Almost everyone who has lupus experiences skin involvement of some kind during their health condition. Skin conditions make up four of the eleven criteria which the American College of Rheumatology uses to classify systemic lupus erythematosus (SLE). For an uninitiated, systemic lupus erythematosus is nothing but the medical term of the disease generally known as lupus.
Three main skin disease forms affect only those people who have lupus. Besides these, there are also many general skin manifestations related to this disease including Hives. This post is about the main types of lupus specific skin disease, though, and you can find an overview of these hereunder.
Chronic Cutaneous Lupus Erythematosus or Discoid Lupus Erythematosus
CCLE tends to be discovered when somebody shows lupus signs in their skin. Those who have systemic lupus erythematosus can have discoid lesions too, plus it will start to affect 5% of everyone with DLE in the future. A biopsy is performed to identify the nature of this condition, plus there is a typical pattern in discoid lesions that clinicians know. That pattern is that the lesions are scaly and thick, plug one’s follicles, tends to show on skin surfaces exposed to the sun, usually scar, and tend not to itch.
Those who have discoid lupus have to attempt to keep away from sun exposure whenever they can and use certain sunscreen products. Besides, medical professionals might just prescribe medicines to help curb and prevent swelling.

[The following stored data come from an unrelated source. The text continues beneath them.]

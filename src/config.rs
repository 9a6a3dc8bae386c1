use serde::Deserialize;

/// How the verifier turns the submitted message into the digest that was signed
#[derive(Clone, Copy, Debug, Default, Deserialize, PartialEq, Eq)]
#[serde(rename_all = "snake_case")]
pub enum MessageFormat {
    /// The message is the 32-byte digest itself, e.g. a raw challenge.
    /// Any other length is rejected with `InvalidMessage`.
    #[default]
    Digest,
    /// The message was signed with EIP-191 `personal_sign` and may be any length
    PersonalSign,
}

/// Configuration for signature verification
///
/// Deserializable so it can sit inside an application's own config file.
/// Missing fields fall back to [`VerifierConfig::default`].
///
/// # Example
/// ```rust
/// use ecdsa_eth_auth::config::{MessageFormat, VerifierConfig};
///
/// let config = VerifierConfig {
///     message_format: MessageFormat::PersonalSign,
///     legacy_recovery_ids: true,
/// };
/// assert_ne!(config, VerifierConfig::default());
/// ```
#[derive(Clone, Debug, Deserialize, PartialEq, Eq)]
#[serde(default)]
pub struct VerifierConfig {
    /// Interpretation of the signed message
    pub message_format: MessageFormat,
    /// Accept `V` in 27..=30 (legacy Ethereum convention) alongside 0..=3
    pub legacy_recovery_ids: bool,
}

impl Default for VerifierConfig {
    fn default() -> Self {
        Self {
            message_format: MessageFormat::Digest,
            legacy_recovery_ids: true,
        }
    }
}

#[cfg(test)]
mod tests {
    use super::*;

    #[test]
    fn test_default_config() {
        let config = VerifierConfig::default();
        assert_eq!(config.message_format, MessageFormat::Digest);
        assert!(config.legacy_recovery_ids);
    }

    #[test]
    fn test_deserialize_partial_config() {
        let config: VerifierConfig =
            serde_json::from_str(r#"{ "message_format": "personal_sign" }"#).unwrap();
        assert_eq!(config.message_format, MessageFormat::PersonalSign);
        assert!(config.legacy_recovery_ids);

        let config: VerifierConfig =
            serde_json::from_str(r#"{ "legacy_recovery_ids": false }"#).unwrap();
        assert_eq!(config.message_format, MessageFormat::Digest);
        assert!(!config.legacy_recovery_ids);
    }

    #[test]
    fn test_deserialize_unknown_format() {
        let result = serde_json::from_str::<VerifierConfig>(r#"{ "message_format": "eip712" }"#);
        assert!(result.is_err());
    }
}
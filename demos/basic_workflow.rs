// demos/basic_workflow.rs

use ecdsa_eth_auth::{
    auth::{AuthRequest, Authenticator},
    config::VerifierConfig,
    crypto::signer::Keypair,
};
use std::collections::HashMap;
use tracing_subscriber::EnvFilter;

fn main() -> Result<(), Box<dyn std::error::Error>> {
    let _ = tracing_subscriber::fmt()
        .with_env_filter(EnvFilter::from_default_env())
        .try_init();

    println!("ECDSA Ethereum Auth Basic Usage Example");

    // 1. Setup authentication service
    let authenticator = Authenticator::new(VerifierConfig::default());

    // 2. Simulate challenge storage (in real app, use Redis/DB)
    let mut challenges: HashMap<String, String> = HashMap::new();

    // 3. Generate challenge
    let challenge = authenticator.generate_challenge()?;
    let session_id = "example-session-123";
    challenges.insert(session_id.to_string(), challenge.to_base64());

    println!("Generated challenge: {}", challenge);
    println!("Stored with session ID: {}", session_id);

    // 4. Client side: sign the challenge with the wallet key
    let wallet = Keypair::generate();
    let signature = wallet.sign_challenge(&challenge)?;
    println!("\nClient address: {}", wallet.address().to_checksum());
    println!("Client signature: {}", signature.to_hex());

    // 5. Server side: consume the stored challenge and verify
    println!("\nAuthentication attempt...");
    let stored = challenges
        .remove(session_id)
        .ok_or("challenge already used or expired")?;

    let auth_request = AuthRequest {
        address: wallet.address().to_checksum(),
        challenge: stored.clone(),
        signature: signature.to_hex(),
    };
    match authenticator.authenticate(&auth_request)? {
        true => println!("Authentication successful for {}", auth_request.address),
        false => println!("Signature does not belong to {}", auth_request.address),
    }

    // 6. Someone else claiming the same signature
    let impostor = AuthRequest {
        address: Keypair::generate().address().to_string(),
        challenge: stored,
        signature: signature.to_hex(),
    };
    let verified = authenticator.authenticate(&impostor)?;
    println!("Impostor {} verified: {}", impostor.address, verified);

    // 7. Malformed input is an error, not a failed check
    let truncated = AuthRequest {
        signature: signature.to_hex()[..130].to_string(),
        ..auth_request
    };
    match authenticator.authenticate(&truncated) {
        Ok(verified) => println!("Unexpected result: {}", verified),
        Err(e) => println!("Truncated signature rejected: {}", e),
    }

    println!("\nExample completed!");
    Ok(())
}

Subacute Cutaneous Lupus Erythematosus
Around 10% of systemic lupus erythematosus patients experience this skin condition. The lesions typical of SCLE tend not to scar, not to look scaly and thick and not to itch. Around half of every person who has this condition will meet the set of criterions for SLE. SCLE lesions tend to resist treatment procedures with antimalarial medications and steroid creams, so treating it can be difficult. Those who have it should not forget to use protective clothing and sunscreen products when they head out to keep away from sun exposure.
Acute Cutaneous Lupus Erythematosus
Almost every person with this condition has active lupus with skin swelling, plus half of them have ACLE lesions at some stage in their disease. The lesions typical of this condition often appear in the exposed areas, and sun exposure can bring about these. So, using protective clothing and sunscreen when outdoors is a must for those who have ACLE.